Vite dimenticate: Sergei, il fratello gay di Vladimir Nabokov

I fratelli Nabokov

L’ala del destino, dicono, sia cangiante e dal volo incostante. Certamente la vita di Sergei Nabokov iniziò sotto buonissimi auspici, tra gli agi e i lussi di una famiglia ben imparentata, amica di principi e generali, abituata a frequentare, a testa alta, la corte dei Romanov, ma lo scoppio della rivoluzione rimischiò le carte, costringendo i Nabokov a cercare velocemente riparo in Europa, lontano dalla patria. Dalla ricchezza. Le foto di famiglia scattate nel 1918 ci mostrano Sergei chiuso in un abito quasi luttuoso, senza la disinvoltura del fratello più grande: Vladimir, destinato a scrivere uno dei romanzi più celebri e letti del novecento: Lolita.

Eppure per certi versi quell’immagine è ingannevole. Non ci dice il vero. Dotato di una sensibilità acutissima che lo portava anche ad incespicare nelle parole, Sergei ebbe sempre la virtù del coraggio, di essere se stesso fin in fondo. Prima a Berlino, poi a Parigi il più giovane dei Nabokov, la pecora nera della famiglia (dovette scontrarsi più di una volta con la nota omofobia di Vladimir che parlerà sempre con difficoltà del fratello), incantò tutto e tutti. Dandy dal gusto eccentrico e sopraffino e cultore delle arti, Sergei divenne amico dei più grandi intellettuali dell’epoca, inclusi Gertrude Stein e Jean Cocteau.

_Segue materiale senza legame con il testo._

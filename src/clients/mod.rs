pub mod document_client;
pub mod llm_client;

pub use document_client::{DocumentIntelligenceClient, TextExtractor};
pub use llm_client::{ChatMessage, ChatRole, CompletionService, LlmClient};
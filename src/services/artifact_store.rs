//! 分析结果存储服务 - 业务能力层
//!
//! 只负责"把一次分析的产物写到磁盘 / 读回测验"能力，不关心流程
//!
//! 目录结构：
//!
//! ```text
//! <output_root>/analysis_<YYYYMMDD_HHMMSS>/
//!     <原始文件名>
//!     summary_and_translation.txt
//!     quiz.json
//! ```

use std::fs;
use std::path::{Path, PathBuf};

use tracing::{debug, info};

use crate::error::{AppResult, FileError};
use crate::models::Quiz;

pub const SUMMARY_FILE_NAME: &str = "summary_and_translation.txt";
pub const QUIZ_FILE_NAME: &str = "quiz.json";

const SUMMARY_HEADER: &str = "=== SUMMARY (EN) ===";
const TRANSLATION_HEADER: &str = "=== TRANSLATION (PL) ===";

/// 分析结果存储服务
pub struct ArtifactStore {
    output_root: PathBuf,
}

impl ArtifactStore {
    pub fn new(output_root: impl Into<PathBuf>) -> Self {
        Self {
            output_root: output_root.into(),
        }
    }

    /// 创建本次分析的输出目录
    ///
    /// 目录名精确到秒，同一秒内完成的两次分析会写入同一目录
    pub fn create_analysis_dir(&self) -> AppResult<PathBuf> {
        let timestamp = chrono::Local::now().format("%Y%m%d_%H%M%S");
        let dir = self.output_root.join(format!("analysis_{}", timestamp));

        fs::create_dir_all(&dir).map_err(|source| FileError::CreateDirFailed {
            path: dir.display().to_string(),
            source,
        })?;

        debug!("创建输出目录: {}", dir.display());
        Ok(dir)
    }

    /// 复制原始文件（保留文件名）
    pub fn copy_original(&self, dir: &Path, original: &Path) -> AppResult<PathBuf> {
        let file_name = original.file_name().ok_or_else(|| FileError::InvalidPath {
            path: original.display().to_string(),
        })?;
        let target = dir.join(file_name);

        fs::copy(original, &target).map_err(|source| FileError::CopyFailed {
            path: original.display().to_string(),
            source,
        })?;

        Ok(target)
    }

    /// 写入摘要和译文
    pub fn write_summary(&self, dir: &Path, summary: &str, translation: &str) -> AppResult<PathBuf> {
        let path = dir.join(SUMMARY_FILE_NAME);
        fs::write(&path, render_summary_file(summary, translation)).map_err(|source| {
            FileError::WriteFailed {
                path: path.display().to_string(),
                source,
            }
        })?;
        Ok(path)
    }

    /// 写入测验 JSON（缩进格式，非 ASCII 字符原样保留）
    pub fn write_quiz(&self, dir: &Path, quiz: &Quiz) -> AppResult<PathBuf> {
        let path = dir.join(QUIZ_FILE_NAME);
        let json = serde_json::to_string_pretty(quiz).map_err(|source| FileError::JsonFailed {
            path: path.display().to_string(),
            source,
        })?;
        fs::write(&path, json).map_err(|source| FileError::WriteFailed {
            path: path.display().to_string(),
            source,
        })?;
        Ok(path)
    }

    /// 保存一次分析的全部产物，返回输出目录
    pub fn persist(
        &self,
        original: &Path,
        summary: &str,
        translation: &str,
        quiz: &Quiz,
    ) -> AppResult<PathBuf> {
        let dir = self.create_analysis_dir()?;
        self.copy_original(&dir, original)?;
        self.write_summary(&dir, summary, translation)?;
        self.write_quiz(&dir, quiz)?;

        info!("💾 分析结果已保存至: {}", dir.display());
        Ok(dir)
    }
}

/// 读回保存的 quiz.json
pub fn load_quiz(path: &Path) -> AppResult<Quiz> {
    let text = fs::read_to_string(path).map_err(|source| FileError::ReadFailed {
        path: path.display().to_string(),
        source,
    })?;
    let quiz = serde_json::from_str(&text).map_err(|source| FileError::JsonFailed {
        path: path.display().to_string(),
        source,
    })?;
    Ok(quiz)
}

fn render_summary_file(summary: &str, translation: &str) -> String {
    format!(
        "{}\n\n{}\n\n{}\n\n{}",
        SUMMARY_HEADER, summary, TRANSLATION_HEADER, translation
    )
}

Sicuramente gli anni francesi, quelli che gli portarono anche l’amore di Hermann Thieme, furono i più felici di tutta la sua vita, ma la follia di Hitler era ormai pronta a travolgere come un’onda assassina popoli e nazioni e per Sergei Nabokov non ci fu più scampo. Arrestato una prima volta per omosessualità dalla Gestapo nel 1941, Sergei non si arrese e cominciò una volta tornato libero a criticare pubblicamente il regime che decise allora di internarlo immediatamente in un campo di concentramento.

Qui, dicono le testimonianze dei pochissimi sopravvissuti, si prodigò in tutti i modi per i suoi compagni di sventura, a cui offriva anche il suo poco cibo. Stremato e denutrito morì nel gennaio del 1945, a pochi mesi dalla definitiva sconfitta tedesca (l’amato Hermann, sopravvissuto all’oltraggio della guerra, morirà molti anni più tardi- nel 1972).